▶ [WHAT TO DO]:
Pick each line containing "return" out of the records.

___ GIVEN ENTRIES ___

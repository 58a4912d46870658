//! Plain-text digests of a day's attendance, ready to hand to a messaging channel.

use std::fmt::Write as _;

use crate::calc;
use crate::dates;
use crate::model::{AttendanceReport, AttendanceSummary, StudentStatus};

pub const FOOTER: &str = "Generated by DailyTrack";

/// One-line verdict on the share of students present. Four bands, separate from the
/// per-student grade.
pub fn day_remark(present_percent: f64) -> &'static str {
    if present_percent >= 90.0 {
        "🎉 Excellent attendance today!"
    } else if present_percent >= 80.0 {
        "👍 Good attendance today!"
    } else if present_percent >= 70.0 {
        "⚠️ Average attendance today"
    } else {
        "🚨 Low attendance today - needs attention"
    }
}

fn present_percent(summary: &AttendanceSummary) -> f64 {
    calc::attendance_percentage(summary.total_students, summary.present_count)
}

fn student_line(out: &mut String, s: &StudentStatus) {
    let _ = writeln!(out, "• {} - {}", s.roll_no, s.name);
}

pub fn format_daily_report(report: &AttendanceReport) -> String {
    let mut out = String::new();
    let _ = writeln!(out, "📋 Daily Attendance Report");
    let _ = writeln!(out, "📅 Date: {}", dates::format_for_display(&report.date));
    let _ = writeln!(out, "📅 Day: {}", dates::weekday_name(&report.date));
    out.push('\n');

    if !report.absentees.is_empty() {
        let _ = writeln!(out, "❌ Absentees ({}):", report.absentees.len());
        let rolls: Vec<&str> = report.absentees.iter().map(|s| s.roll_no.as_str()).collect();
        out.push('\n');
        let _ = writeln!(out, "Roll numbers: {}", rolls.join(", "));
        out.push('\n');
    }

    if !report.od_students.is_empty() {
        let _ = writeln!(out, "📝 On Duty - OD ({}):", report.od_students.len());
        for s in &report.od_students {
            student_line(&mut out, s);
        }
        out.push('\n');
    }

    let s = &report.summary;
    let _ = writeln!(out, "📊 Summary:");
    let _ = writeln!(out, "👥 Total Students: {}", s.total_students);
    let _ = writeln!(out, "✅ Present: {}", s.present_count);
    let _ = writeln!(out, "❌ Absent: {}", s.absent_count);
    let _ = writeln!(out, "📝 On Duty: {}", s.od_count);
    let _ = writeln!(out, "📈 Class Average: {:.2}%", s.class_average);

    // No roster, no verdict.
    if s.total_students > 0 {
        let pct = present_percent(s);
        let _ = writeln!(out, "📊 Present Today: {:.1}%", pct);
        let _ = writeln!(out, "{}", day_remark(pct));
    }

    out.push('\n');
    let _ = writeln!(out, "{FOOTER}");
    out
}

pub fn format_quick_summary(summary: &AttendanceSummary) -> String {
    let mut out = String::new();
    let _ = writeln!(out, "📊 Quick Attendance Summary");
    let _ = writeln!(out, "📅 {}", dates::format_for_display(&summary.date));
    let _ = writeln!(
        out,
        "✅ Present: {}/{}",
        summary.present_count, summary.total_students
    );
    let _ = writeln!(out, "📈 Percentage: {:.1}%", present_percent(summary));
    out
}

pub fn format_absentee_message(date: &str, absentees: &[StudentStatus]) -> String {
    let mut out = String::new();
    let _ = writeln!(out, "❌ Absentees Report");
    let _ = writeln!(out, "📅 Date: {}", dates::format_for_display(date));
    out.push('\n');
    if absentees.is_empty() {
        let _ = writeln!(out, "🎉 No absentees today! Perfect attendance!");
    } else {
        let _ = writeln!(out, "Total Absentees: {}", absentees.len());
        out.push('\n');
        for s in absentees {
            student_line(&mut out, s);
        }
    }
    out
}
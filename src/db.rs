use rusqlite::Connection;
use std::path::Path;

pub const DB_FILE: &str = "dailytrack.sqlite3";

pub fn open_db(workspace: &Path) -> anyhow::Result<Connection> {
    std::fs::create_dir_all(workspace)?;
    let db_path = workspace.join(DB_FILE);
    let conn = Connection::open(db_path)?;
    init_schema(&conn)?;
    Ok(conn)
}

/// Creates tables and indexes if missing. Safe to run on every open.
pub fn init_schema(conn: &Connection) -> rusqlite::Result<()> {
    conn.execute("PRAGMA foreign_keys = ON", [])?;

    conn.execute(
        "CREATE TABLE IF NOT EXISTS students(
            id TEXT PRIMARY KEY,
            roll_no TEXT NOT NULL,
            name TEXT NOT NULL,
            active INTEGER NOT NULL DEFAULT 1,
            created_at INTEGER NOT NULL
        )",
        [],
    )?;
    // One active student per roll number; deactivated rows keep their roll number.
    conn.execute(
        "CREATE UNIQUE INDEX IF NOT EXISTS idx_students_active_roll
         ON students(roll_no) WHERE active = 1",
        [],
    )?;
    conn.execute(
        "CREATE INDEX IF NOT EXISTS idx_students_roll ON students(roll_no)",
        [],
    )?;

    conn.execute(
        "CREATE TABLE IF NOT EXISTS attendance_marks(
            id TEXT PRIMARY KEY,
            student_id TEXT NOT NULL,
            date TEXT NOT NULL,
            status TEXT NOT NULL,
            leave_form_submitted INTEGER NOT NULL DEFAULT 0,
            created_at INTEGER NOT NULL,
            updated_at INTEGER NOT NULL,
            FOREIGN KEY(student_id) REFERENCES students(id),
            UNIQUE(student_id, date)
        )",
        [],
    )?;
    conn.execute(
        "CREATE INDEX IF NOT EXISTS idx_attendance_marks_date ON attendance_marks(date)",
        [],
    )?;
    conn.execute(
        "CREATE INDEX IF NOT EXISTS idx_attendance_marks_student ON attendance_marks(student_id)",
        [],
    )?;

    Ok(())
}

___
___ GIVEN ENTRIES ___

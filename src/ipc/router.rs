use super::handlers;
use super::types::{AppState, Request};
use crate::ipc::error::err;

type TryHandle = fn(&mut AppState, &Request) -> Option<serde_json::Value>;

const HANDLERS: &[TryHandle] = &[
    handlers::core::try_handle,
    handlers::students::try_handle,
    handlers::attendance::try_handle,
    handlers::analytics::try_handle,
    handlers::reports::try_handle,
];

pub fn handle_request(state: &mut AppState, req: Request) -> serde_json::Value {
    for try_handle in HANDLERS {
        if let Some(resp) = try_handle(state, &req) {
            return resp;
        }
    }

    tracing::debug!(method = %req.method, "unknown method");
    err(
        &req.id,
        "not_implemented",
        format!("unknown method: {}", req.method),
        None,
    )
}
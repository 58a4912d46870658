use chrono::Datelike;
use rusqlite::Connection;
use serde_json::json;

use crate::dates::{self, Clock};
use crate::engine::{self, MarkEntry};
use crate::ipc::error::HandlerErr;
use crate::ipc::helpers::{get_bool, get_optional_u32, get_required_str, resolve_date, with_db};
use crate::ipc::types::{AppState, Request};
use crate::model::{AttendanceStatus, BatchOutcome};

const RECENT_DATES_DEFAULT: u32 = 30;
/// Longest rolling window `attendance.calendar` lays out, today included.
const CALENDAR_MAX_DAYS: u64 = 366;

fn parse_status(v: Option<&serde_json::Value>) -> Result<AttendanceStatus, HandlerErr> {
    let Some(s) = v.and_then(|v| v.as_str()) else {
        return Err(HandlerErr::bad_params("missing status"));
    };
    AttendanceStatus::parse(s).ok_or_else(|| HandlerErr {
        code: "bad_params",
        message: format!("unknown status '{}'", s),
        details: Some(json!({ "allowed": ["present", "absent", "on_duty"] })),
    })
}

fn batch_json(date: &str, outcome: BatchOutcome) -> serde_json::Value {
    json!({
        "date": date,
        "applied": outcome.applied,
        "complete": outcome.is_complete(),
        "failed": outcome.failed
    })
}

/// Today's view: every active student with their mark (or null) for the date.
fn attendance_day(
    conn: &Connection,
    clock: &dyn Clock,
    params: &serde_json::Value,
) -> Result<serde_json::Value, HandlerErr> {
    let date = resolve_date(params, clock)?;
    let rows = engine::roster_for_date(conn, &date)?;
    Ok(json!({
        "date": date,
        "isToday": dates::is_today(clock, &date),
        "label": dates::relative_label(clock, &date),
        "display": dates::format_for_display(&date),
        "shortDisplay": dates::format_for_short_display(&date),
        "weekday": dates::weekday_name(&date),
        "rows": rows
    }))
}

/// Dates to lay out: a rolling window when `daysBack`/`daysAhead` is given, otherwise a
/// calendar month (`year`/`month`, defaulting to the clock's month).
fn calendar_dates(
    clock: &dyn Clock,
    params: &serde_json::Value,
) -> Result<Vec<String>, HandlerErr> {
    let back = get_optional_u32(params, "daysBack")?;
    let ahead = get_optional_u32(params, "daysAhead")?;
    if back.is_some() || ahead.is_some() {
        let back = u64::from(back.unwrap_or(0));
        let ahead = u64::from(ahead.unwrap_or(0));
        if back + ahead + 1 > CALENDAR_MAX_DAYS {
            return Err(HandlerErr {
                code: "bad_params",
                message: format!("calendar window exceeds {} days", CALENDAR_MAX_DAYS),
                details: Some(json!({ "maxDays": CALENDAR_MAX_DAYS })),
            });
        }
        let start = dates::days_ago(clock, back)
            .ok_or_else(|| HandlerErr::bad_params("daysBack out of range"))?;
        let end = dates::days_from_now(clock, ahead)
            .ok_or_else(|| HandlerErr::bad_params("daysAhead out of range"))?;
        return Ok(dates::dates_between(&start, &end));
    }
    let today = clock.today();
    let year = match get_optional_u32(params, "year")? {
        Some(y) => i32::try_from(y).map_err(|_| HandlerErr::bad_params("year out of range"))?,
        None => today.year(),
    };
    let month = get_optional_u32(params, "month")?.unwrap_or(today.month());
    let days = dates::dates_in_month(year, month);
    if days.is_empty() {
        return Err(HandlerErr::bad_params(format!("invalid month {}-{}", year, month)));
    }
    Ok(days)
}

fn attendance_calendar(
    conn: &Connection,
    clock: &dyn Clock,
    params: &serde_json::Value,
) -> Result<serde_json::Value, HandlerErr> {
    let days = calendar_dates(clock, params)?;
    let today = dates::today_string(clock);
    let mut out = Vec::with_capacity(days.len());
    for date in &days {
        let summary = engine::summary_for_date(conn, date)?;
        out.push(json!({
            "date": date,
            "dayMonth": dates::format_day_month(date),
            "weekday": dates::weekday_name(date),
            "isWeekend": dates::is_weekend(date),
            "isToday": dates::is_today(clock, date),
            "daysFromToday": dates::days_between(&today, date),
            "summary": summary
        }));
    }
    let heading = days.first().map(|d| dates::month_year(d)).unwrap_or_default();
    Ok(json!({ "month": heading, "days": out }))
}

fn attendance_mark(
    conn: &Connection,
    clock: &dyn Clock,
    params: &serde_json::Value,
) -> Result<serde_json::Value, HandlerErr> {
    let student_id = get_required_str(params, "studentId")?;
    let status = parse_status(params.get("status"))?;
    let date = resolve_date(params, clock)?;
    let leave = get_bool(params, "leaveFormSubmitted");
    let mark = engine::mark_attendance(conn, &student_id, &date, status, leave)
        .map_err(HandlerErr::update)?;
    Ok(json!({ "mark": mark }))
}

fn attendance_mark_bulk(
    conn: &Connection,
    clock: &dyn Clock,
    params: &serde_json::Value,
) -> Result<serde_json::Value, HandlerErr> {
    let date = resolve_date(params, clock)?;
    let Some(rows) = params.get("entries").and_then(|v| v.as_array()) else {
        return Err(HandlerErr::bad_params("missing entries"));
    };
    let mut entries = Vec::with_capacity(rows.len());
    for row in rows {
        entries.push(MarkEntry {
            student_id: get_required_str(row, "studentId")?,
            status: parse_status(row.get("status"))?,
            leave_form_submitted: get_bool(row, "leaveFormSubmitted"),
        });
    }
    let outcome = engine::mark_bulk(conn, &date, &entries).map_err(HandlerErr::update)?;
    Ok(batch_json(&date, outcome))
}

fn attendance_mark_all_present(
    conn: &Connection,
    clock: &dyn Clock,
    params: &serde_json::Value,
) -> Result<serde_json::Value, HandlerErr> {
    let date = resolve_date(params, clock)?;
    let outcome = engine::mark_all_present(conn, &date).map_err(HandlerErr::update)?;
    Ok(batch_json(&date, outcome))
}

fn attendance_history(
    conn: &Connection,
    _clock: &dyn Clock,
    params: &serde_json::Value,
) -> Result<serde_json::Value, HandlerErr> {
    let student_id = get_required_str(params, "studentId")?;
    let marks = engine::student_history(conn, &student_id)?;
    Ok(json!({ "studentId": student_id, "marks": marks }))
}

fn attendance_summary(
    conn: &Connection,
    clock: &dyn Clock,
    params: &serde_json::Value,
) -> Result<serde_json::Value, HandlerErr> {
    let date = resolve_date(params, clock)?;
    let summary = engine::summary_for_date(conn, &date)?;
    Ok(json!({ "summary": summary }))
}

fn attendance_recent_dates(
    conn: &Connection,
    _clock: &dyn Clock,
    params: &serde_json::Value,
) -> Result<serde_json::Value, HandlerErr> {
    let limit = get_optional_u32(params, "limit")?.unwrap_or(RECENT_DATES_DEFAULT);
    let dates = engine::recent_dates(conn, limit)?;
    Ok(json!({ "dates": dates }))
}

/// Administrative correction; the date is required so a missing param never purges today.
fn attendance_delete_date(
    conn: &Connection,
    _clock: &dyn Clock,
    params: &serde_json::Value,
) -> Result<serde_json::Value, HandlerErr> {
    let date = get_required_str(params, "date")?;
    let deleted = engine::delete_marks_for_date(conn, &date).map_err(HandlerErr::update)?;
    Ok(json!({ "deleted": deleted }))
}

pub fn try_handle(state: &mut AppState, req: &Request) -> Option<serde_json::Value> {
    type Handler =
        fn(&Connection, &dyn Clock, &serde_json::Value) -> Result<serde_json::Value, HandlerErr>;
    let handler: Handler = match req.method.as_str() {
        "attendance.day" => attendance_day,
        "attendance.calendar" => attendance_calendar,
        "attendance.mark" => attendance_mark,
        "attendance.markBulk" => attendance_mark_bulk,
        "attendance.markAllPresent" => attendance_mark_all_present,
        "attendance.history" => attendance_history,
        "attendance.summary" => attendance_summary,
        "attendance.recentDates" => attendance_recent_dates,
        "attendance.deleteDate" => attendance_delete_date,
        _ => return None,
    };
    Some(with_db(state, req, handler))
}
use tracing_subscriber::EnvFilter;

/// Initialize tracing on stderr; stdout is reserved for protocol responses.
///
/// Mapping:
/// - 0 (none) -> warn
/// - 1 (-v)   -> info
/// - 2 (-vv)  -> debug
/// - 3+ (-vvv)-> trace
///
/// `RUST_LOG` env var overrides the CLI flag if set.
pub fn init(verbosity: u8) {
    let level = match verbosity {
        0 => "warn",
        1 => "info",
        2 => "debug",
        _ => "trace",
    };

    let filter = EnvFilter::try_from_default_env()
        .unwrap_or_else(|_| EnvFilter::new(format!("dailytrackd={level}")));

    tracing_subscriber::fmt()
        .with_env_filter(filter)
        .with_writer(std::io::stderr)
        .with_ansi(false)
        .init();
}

___
___ GIVEN ENTRIES ___

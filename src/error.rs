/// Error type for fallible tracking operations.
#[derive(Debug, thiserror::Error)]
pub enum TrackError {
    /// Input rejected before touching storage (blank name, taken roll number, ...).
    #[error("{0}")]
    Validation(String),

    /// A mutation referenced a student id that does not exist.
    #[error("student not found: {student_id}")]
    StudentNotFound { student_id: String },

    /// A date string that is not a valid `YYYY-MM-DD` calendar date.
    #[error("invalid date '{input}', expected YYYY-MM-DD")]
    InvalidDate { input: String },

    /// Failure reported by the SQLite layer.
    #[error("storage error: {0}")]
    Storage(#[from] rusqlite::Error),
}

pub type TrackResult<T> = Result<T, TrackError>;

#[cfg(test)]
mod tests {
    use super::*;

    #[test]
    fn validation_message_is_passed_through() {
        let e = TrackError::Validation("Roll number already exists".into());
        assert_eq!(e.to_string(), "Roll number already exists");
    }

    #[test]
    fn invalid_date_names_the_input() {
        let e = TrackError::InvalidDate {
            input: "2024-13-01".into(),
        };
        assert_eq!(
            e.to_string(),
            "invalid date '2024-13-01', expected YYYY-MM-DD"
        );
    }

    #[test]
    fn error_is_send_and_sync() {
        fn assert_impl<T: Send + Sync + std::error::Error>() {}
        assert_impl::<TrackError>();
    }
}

___

▶ [EXERCISE OUTPUT]:
            return resp;
        return Err(HandlerErr::bad_params("missing status"));
            return Err(HandlerErr {
        return Ok(dates::dates_between(&start, &end));
        return Err(HandlerErr::bad_params(format!("invalid month {}-{}", year, month)));
        return Err(HandlerErr::bad_params("missing entries"));
        _ => return None,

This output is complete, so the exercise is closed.